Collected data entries
//! # Configuration Management
//!
//! This module handles loading and parsing configuration from the lunar-config.toml file.
//! It describes the observer (coordinates, altitude, time zone), the horizon
//! model used for moonrise/moonset, and what the almanac report shows.
//!
//! ```toml
//! [observer]
//! name = "Greenwich"
//! latitude = 51.4769
//! longitude = -0.0005
//! altitude_m = 46.0
//! zone = "Europe/London"
//!
//! [horizon]
//! refraction_arcmin = 34.0
//! altitude_correction = true
//!
//! [report]
//! days = 7
//! precision = 2
//! chart_window_days = 15
//! ```

use log::{info, warn};
use serde::{Deserialize, Serialize};
use std::fs;
use std::path::Path;

use crate::error::LunarError;
use crate::horizon::HorizonConfig;
use crate::location::GeoLocation;
use crate::rise_set::LunarTime;

/// Default configuration file name, looked up in the working directory.
pub const CONFIG_FILE: &str = "lunar-config.toml";

/// Widest chart half-window whose hour offsets still fit the sample type.
pub const MAX_CHART_WINDOW_DAYS: u16 = (i16::MAX / 24) as u16;

/// Application configuration loaded from lunar-config.toml
#[derive(Debug, Clone, PartialEq, Deserialize, Serialize)]
pub struct Config {
    /// Where the Moon is observed from
    pub observer: ObserverConfig,
    /// Horizon model for rise/set searches
    #[serde(default)]
    pub horizon: HorizonConfig,
    /// Almanac output options
    #[serde(default)]
    pub report: ReportConfig,
}

/// Observer location and civil time zone
#[derive(Debug, Clone, PartialEq, Deserialize, Serialize)]
pub struct ObserverConfig {
    /// Human-readable place name for report headings
    pub name: String,
    /// Latitude in decimal degrees, north positive
    pub latitude: f64,
    /// Longitude in decimal degrees, east positive
    pub longitude: f64,
    /// Height above sea level in metres
    #[serde(default)]
    pub altitude_m: f64,
    /// IANA zone name such as "Europe/Berlin"; civil days follow this zone
    pub zone: String,
}

/// Almanac report options
#[derive(Debug, Clone, PartialEq, Deserialize, Serialize)]
#[serde(default)]
pub struct ReportConfig {
    /// Number of civil days in the rise/set table
    pub days: u32,
    /// Decimal digits of the published illumination (0..=15)
    pub precision: u32,
    /// Half-width of the illumination chart in days
    pub chart_window_days: u16,
}

impl Default for ReportConfig {
    fn default() -> Self {
        Self {
            days: 7,
            precision: 2,
            chart_window_days: 15,
        }
    }
}

impl Default for Config {
    fn default() -> Self {
        Config {
            observer: ObserverConfig {
                name: "Greenwich".to_string(),
                latitude: 51.4769,
                longitude: -0.0005,
                altitude_m: 46.0,
                zone: "Europe/London".to_string(),
            },
            horizon: HorizonConfig::default(),
            report: ReportConfig::default(),
        }
    }
}

impl ObserverConfig {
    /// Validated observer position.
    pub fn location(&self) -> Result<GeoLocation, LunarError> {
        GeoLocation::with_altitude(self.latitude, self.longitude, self.altitude_m)
    }

    /// Named IANA time zone.
    pub fn time_zone(&self) -> Result<chrono_tz::Tz, LunarError> {
        self.zone
            .parse::<chrono_tz::Tz>()
            .map_err(|e| LunarError::invalid(format!("unknown time zone {:?}: {e}", self.zone)))
    }
}

impl Config {
    /// Load configuration from lunar-config.toml
    /// Falls back to default configuration if file doesn't exist or is invalid
    pub fn load() -> Self {
        Self::load_from_path(CONFIG_FILE)
    }

    /// Load configuration from specified path
    /// Falls back to default configuration if file doesn't exist or is invalid
    pub fn load_from_path<P: AsRef<Path>>(path: P) -> Self {
        match fs::read_to_string(&path) {
            Ok(contents) => match Self::parse(&contents) {
                Ok(config) => {
                    info!("Loaded configuration for observer: {}", config.observer.name);
                    config
                }
                Err(e) => {
                    warn!("{e}");
                    warn!("Using default configuration (Greenwich)");
                    Self::default()
                }
            },
            Err(_) => {
                info!("No config file found, using default configuration (Greenwich)");
                Self::default()
            }
        }
    }

    /// Parse TOML text; the observer must describe a valid location and zone.
    pub fn parse(contents: &str) -> Result<Self, LunarError> {
        let config: Config = toml::from_str(contents)
            .map_err(|e| LunarError::Config(format!("invalid config file format: {e}")))?;
        config
            .observer
            .location()
            .and_then(|_| config.observer.time_zone())
            .map_err(|e| LunarError::Config(e.to_string()))?;
        if config.report.precision > crate::phase::MAX_PRECISION {
            return Err(LunarError::Config(format!(
                "report precision {} exceeds {}",
                config.report.precision,
                crate::phase::MAX_PRECISION
            )));
        }
        if config.report.chart_window_days > MAX_CHART_WINDOW_DAYS {
            return Err(LunarError::Config(format!(
                "chart window of {} days exceeds {MAX_CHART_WINDOW_DAYS}",
                config.report.chart_window_days
            )));
        }
        Ok(config)
    }

    /// Rise/set calculator for the configured observer, zone and horizon.
    pub fn lunar_time(&self) -> Result<LunarTime<chrono_tz::Tz>, LunarError> {
        let location = self.observer.location()?;
        let zone = self.observer.time_zone()?;
        Ok(LunarTime::from_location(location, zone).with_horizon(self.horizon))
    }

    /// Save current configuration to lunar-config.toml
    pub fn save(&self) -> Result<(), LunarError> {
        self.save_to_path(CONFIG_FILE)
    }

    pub fn save_to_path<P: AsRef<Path>>(&self, path: P) -> Result<(), LunarError> {
        let contents =
            toml::to_string_pretty(self).map_err(|e| LunarError::Config(e.to_string()))?;
        fs::write(&path, contents).map_err(|e| {
            LunarError::Config(format!("cannot write {}: {e}", path.as_ref().display()))
        })?;
        info!("Configuration saved to {}", path.as_ref().display());
        Ok(())
    }
}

■ ASSIGNED TASK
Your task is to quote the lines above, beginning with the first and ending with the one that holds "the sample type.".

■ RESPONSE
//! # Configuration Management
//!
//! This module handles loading and parsing configuration from the lunar-config.toml file.
//! It describes the observer (coordinates, altitude, time zone), the horizon
//! model used for moonrise/moonset, and what the almanac report shows.
//!
//! ```toml
//! [observer]
//! name = "Greenwich"
//! latitude = 51.4769
//! longitude = -0.0005
//! altitude_m = 46.0
//! zone = "Europe/London"
//!
//! [horizon]
//! refraction_arcmin = 34.0
//! altitude_correction = true
//!
//! [report]
//! days = 7
//! precision = 2
//! chart_window_days = 15
//! ```

use log::{info, warn};
use serde::{Deserialize, Serialize};
use std::fs;
use std::path::Path;

use crate::error::LunarError;
use crate::horizon::HorizonConfig;
use crate::location::GeoLocation;
use crate::rise_set::LunarTime;

/// Default configuration file name, looked up in the working directory.
pub const CONFIG_FILE: &str = "lunar-config.toml";

/// Widest chart half-window whose hour offsets still fit the sample type.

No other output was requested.